Data for the task.

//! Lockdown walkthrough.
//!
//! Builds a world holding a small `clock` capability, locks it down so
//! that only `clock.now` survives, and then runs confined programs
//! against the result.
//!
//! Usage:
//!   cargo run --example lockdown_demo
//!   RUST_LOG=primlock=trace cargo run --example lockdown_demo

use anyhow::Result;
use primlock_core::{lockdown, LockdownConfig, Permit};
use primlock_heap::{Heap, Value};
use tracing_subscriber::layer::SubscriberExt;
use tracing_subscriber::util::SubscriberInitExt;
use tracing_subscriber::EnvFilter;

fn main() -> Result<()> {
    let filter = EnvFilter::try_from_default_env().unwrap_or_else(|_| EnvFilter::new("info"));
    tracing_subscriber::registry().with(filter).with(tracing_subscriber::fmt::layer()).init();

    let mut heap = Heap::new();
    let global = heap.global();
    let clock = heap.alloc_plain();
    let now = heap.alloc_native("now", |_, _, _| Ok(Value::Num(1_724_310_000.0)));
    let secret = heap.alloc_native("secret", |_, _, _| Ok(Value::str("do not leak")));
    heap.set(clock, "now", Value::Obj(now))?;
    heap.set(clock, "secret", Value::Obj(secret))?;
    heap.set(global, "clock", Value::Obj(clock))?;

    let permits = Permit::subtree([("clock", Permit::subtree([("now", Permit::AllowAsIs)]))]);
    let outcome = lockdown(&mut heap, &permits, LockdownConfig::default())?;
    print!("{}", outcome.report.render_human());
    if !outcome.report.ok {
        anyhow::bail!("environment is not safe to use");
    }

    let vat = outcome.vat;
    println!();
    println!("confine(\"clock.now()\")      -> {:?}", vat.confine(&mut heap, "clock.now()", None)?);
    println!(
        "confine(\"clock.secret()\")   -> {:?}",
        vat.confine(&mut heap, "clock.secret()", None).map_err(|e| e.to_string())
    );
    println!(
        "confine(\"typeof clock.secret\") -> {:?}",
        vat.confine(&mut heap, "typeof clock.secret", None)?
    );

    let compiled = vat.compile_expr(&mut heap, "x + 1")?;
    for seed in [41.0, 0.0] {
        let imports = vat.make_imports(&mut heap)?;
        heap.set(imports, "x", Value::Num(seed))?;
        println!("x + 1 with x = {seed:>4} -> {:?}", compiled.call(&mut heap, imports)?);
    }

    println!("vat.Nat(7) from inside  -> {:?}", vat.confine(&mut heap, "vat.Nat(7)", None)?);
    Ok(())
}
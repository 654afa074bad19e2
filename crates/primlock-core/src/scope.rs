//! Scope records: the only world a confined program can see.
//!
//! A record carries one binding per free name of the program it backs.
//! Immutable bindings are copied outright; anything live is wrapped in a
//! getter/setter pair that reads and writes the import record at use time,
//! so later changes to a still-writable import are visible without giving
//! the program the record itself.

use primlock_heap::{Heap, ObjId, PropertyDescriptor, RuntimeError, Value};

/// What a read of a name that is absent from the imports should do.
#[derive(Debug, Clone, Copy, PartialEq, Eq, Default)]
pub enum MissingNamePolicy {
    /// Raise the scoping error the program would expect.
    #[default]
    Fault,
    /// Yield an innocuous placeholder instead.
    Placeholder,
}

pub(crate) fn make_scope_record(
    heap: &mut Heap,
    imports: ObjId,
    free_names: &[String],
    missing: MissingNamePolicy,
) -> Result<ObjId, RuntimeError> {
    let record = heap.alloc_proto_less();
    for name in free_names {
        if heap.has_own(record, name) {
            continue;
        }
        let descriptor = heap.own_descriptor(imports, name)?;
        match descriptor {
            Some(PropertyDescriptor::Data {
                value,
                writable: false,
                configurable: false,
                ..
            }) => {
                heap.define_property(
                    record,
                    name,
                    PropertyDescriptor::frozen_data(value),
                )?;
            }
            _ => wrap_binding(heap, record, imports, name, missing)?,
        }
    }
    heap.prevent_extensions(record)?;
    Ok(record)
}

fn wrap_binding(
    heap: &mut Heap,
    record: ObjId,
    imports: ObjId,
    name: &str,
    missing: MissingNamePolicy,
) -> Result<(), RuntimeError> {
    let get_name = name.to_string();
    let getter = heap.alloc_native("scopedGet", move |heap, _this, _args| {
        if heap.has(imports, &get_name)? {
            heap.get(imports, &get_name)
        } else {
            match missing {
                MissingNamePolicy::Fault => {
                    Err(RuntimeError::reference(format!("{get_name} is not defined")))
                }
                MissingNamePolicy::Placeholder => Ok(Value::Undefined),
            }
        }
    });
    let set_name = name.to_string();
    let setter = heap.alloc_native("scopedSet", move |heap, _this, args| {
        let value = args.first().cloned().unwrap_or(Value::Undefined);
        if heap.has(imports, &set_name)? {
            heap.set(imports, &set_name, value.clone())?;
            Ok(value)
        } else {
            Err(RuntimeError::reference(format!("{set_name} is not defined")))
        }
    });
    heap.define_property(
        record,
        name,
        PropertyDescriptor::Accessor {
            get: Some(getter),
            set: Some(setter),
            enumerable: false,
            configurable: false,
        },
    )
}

Try it.
The records above are to be restated word for word.

Solution to this problem.
//! Lockdown walkthrough.
//!
//! Builds a world holding a small `clock` capability, locks it down so
//! that only `clock.now` survives, and then runs confined programs
//! against the result.
//!
//! Usage:
//!   cargo run --example lockdown_demo
//!   RUST_LOG=primlock=trace cargo run --example lockdown_demo

use anyhow::Result;
use primlock_core::{lockdown, LockdownConfig, Permit};
use primlock_heap::{Heap, Value};
use tracing_subscriber::layer::SubscriberExt;
use tracing_subscriber::util::SubscriberInitExt;
use tracing_subscriber::EnvFilter;

fn main() -> Result<()> {
    let filter = EnvFilter::try_from_default_env().unwrap_or_else(|_| EnvFilter::new("info"));
    tracing_subscriber::registry().with(filter).with(tracing_subscriber::fmt::layer()).init();

    let mut heap = Heap::new();
    let global = heap.global();
    let clock = heap.alloc_plain();
    let now = heap.alloc_native("now", |_, _, _| Ok(Value::Num(1_724_310_000.0)));
    let secret = heap.alloc_native("secret", |_, _, _| Ok(Value::str("do not leak")));
    heap.set(clock, "now", Value::Obj(now))?;
    heap.set(clock, "secret", Value::Obj(secret))?;
    heap.set(global, "clock", Value::Obj(clock))?;

    let permits = Permit::subtree([("clock", Permit::subtree([("now", Permit::AllowAsIs)]))]);
    let outcome = lockdown(&mut heap, &permits, LockdownConfig::default())?;
    print!("{}", outcome.report.render_human());
    if !outcome.report.ok {
        anyhow::bail!("environment is not safe to use");
    }

    let vat = outcome.vat;
    println!();
    println!("confine(\"clock.now()\")      -> {:?}", vat.confine(&mut heap, "clock.now()", None)?);
    println!(
        "confine(\"clock.secret()\")   -> {:?}",
        vat.confine(&mut heap, "clock.secret()", None).map_err(|e| e.to_string())
    );
    println!(
        "confine(\"typeof clock.secret\") -> {:?}",
        vat.confine(&mut heap, "typeof clock.secret", None)?
    );

    let compiled = vat.compile_expr(&mut heap, "x + 1")?;
    for seed in [41.0, 0.0] {
        let imports = vat.make_imports(&mut heap)?;
        heap.set(imports, "x", Value::Num(seed))?;
        println!("x + 1 with x = {seed:>4} -> {:?}", compiled.call(&mut heap, imports)?);
    }

    println!("vat.Nat(7) from inside  -> {:?}", vat.confine(&mut heap, "vat.Nat(7)", None)?);
    Ok(())
}
repository 654afa074bad19e2
filename crates/primlock-core/src/scope.rs
//! Scope records: the only world a confined program can see.
//!
//! A record carries one binding per free name of the program it backs.
//! Immutable bindings are copied outright; anything live is wrapped in a
//! getter/setter pair that reads and writes the import record at use time,
//! so later changes to a still-writable import are visible without giving
//! the program the record itself.

use primlock_heap::{Heap, ObjId, PropertyDescriptor, RuntimeError, Value};

/// What a read of a name that is absent from the imports should do.
#[derive(Debug, Clone, Copy, PartialEq, Eq, Default)]
pub enum MissingNamePolicy {
    /// Raise the scoping error the program would expect.
    #[default]
    Fault,
    /// Yield an innocuous placeholder instead.
    Placeholder,
}

pub(crate) fn make_scope_record(
    heap: &mut Heap,
    imports: ObjId,
    free_names: &[String],
    missing: MissingNamePolicy,
) -> Result<ObjId, RuntimeError> {
    let record = heap.alloc_proto_less();
    for name in free_names {
        if heap.has_own(record, name) {
            continue;
        }
        let descriptor = heap.own_descriptor(imports, name)?;
        match descriptor {
            Some(PropertyDescriptor::Data {
                value,
                writable: false,
                configurable: false,
                ..
            }) => {
                heap.define_property(
                    record,
                    name,
                    PropertyDescriptor::frozen_data(value),
                )?;
            }
            _ => wrap_binding(heap, record, imports, name, missing)?,
        }
    }
    heap.prevent_extensions(record)?;
    Ok(record)
}

fn wrap_binding(
    heap: &mut Heap,
    record: ObjId,
    imports: ObjId,
    name: &str,
    missing: MissingNamePolicy,
) -> Result<(), RuntimeError> {
    let get_name = name.to_string();
    let getter = heap.alloc_native("scopedGet", move |heap, _this, _args| {
        if heap.has(imports, &get_name)? {
            heap.get(imports, &get_name)
        } else {
            match missing {
                MissingNamePolicy::Fault => {
                    Err(RuntimeError::reference(format!("{get_name} is not defined")))
                }
                MissingNamePolicy::Placeholder => Ok(Value::Undefined),
            }
        }
    });
    let set_name = name.to_string();
    let setter = heap.alloc_native("scopedSet", move |heap, _this, args| {
        let value = args.first().cloned().unwrap_or(Value::Undefined);
        if heap.has(imports, &set_name)? {
            heap.set(imports, &set_name, value.clone())?;
            Ok(value)
        } else {
            Err(RuntimeError::reference(format!("{set_name} is not defined")))
        }
    });
    heap.define_property(
        record,
        name,
        PropertyDescriptor::Accessor {
            get: Some(getter),
            set: Some(setter),
            enumerable: false,
            configurable: false,
        },
    )
}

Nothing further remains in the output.